Software spend in 2021 and beyond will be a hot button as organizations redirect priorities and spending as a result of the pandemic. Spend that can be linked to clear results — more productivity, more ROI, and better integration of the remote workforce — will be looked upon as worthy. However, wasted spend — particularly software assets that have devolved into "shelfware" or cloud waste — will be a ripe opportunity for CIOs and IT management to direct a laser beam on optimizing software asset usage and its potential drain on budget.

With IT teams now supporting workers who are predominantly in remote environments and the attendant security challenges, a fair question is, "Should worrying about shelfware and uncontrolled cloud usage be added to the list of top concerns?" According to Gartner, "At any point in time IT operations may be running with 25% plus of software going unused." A benchmark study a few years back estimated U.S. wasted software spend to be $30 billion, or an average $259 per desktop. If your organization has 20,000 desktops, for example, that equals $5.2 million in investment bringing in zero return.

So, the answer is yes, tightening control over software asset and cloud spend and use should be on the radar. Inevitably, the C-suite, looking to 2021, will be asking tough questions about any new requested spending. And importantly, IT will be expected to deliver a thorough, cogent report on "spend intelligence" related to software use and whether these assets are contributing to desired business outcomes or are simply a money drain.

Spend intelligence is, among other attributes, a means of getting control of shelfware and cloud consumption. It captures data on all software asset spend and cloud application usage and assesses actual use. It then gives rise to the ability to better manage and retire software and cloud assets, or repurpose them, throughout their usable lifecycle. It is a noble goal. However, gathering data on all software and cloud applications has become far more difficult as IT teams now must look at the universe of those assets residing on-prem, in the cloud, or at the edge where remote workers are using devices and applications to enter the network.

The solution is to incorporate automation, machine learning and data analytics into software spend inquiries. This will accelerate insights into how well an organization is using its current software asset environment, and to put a laser light on all assets that have become shelfware. A few practices to consider include the following:

Eliminate Time-Wasting Tasks

A survey of IT professionals revealed 45% use inventory tools as one of their resources for asset tracking, 43% are still using spreadsheets and 50% are using an endpoint management solution. Introducing automated processes into spend intelligence gathering will eliminate time-consuming manual tasks. Data can be collected and maintained in a single, easily navigated repository, reducing the risk of error.

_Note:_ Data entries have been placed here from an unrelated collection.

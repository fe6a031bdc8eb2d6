//! Mock LLM 客户端（用于测试，无需 API）
//!
//! 按脚本依次返回预设回复；脚本用完后返回 fallback（默认回显最后一条 User 消息）。
//! 可注入失败与延迟，并记录每次调用收到的消息，便于断言 Supervisor / Worker 看到的历史。

use std::collections::VecDeque;
use std::sync::atomic::{AtomicUsize, Ordering};
use std::sync::Mutex;
use std::time::Duration;

use async_trait::async_trait;

use crate::llm::{LlmClient, LlmError};
use crate::memory::{Message, Role};

/// 脚本化 Mock 客户端
#[derive(Debug, Default)]
pub struct MockLlmClient {
    script: Mutex<VecDeque<Result<String, LlmError>>>,
    fallback: Option<Result<String, LlmError>>,
    delay: Option<Duration>,
    calls: AtomicUsize,
    seen: Mutex<Vec<Vec<Message>>>,
}

impl MockLlmClient {
    pub fn new() -> Self {
        Self::default()
    }

    /// 依次返回给定回复
    pub fn scripted<I, S>(responses: I) -> Self
    where
        I: IntoIterator<Item = S>,
        S: Into<String>,
    {
        let script = responses.into_iter().map(|s| Ok(s.into())).collect();
        Self {
            script: Mutex::new(script),
            ..Self::default()
        }
    }

    /// 每次调用都失败
    pub fn failing(err: LlmError) -> Self {
        Self {
            fallback: Some(Err(err)),
            ..Self::default()
        }
    }

    /// 脚本用完后固定返回该文本
    pub fn with_fallback(mut self, text: impl Into<String>) -> Self {
        self.fallback = Some(Ok(text.into()));
        self
    }

    /// 在脚本末尾追加一次失败
    pub fn then_fail(self, err: LlmError) -> Self {
        self.script
            .lock()
            .unwrap_or_else(|e| e.into_inner())
            .push_back(Err(err));
        self
    }

    /// 每次调用前先等待（测试超时与取消）
    pub fn with_delay(mut self, delay: Duration) -> Self {
        self.delay = Some(delay);
        self
    }

    pub fn call_count(&self) -> usize {
        self.calls.load(Ordering::SeqCst)
    }

    /// 每次调用收到的完整消息列表
    pub fn seen(&self) -> Vec<Vec<Message>> {
        self.seen.lock().unwrap_or_else(|e| e.into_inner()).clone()
    }

    fn echo(messages: &[Message]) -> String {
        let last_user = messages
            .iter()
            .rev()
            .find(|m| m.role == Role::User)
            .map(|m| m.content.as_str())
            .unwrap_or("(no input)");
        format!("Echo from Mock: {last_user}")
    }
}

#[async_trait]
impl LlmClient for MockLlmClient {
    async fn complete(&self, messages: &[Message]) -> Result<String, LlmError> {
        self.calls.fetch_add(1, Ordering::SeqCst);
        self.seen
            .lock()
            .unwrap_or_else(|e| e.into_inner())
            .push(messages.to_vec());

        if let Some(delay) = self.delay {
            tokio::time::sleep(delay).await;
        }

        let next = self
            .script
            .lock()
            .unwrap_or_else(|e| e.into_inner())
            .pop_front();
        match next {
            Some(reply) => reply,
            None => match &self.fallback {
                Some(reply) => reply.clone(),
                None => Ok(Self::echo(messages)),
            },
        }
    }

    fn model_name(&self) -> &str {
        "mock"
    }
}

Automate Data Intelligence

Capturing software asset data across on-prem, cloud and edge environments requires tools that can employ automation to collect data from these diverse environments, then automatically analyze and organize the data into relevant categories like licenses or subscriptions.

By moving this data to a central repository, IT teams can quickly find information they need on a particular license, for example, by just using a search mechanism on the dedicated dashboard.

Speed Up Visibility

Stopping the shelfware and cloud waste budget drain involves not only knowing what unused software assets already exist but also preventing more of those assets from becoming dormant and unused. That takes constant diligence in tracking usage, license types, purchases, subscriptions, renewals and instances, contract expirations and ongoing spend.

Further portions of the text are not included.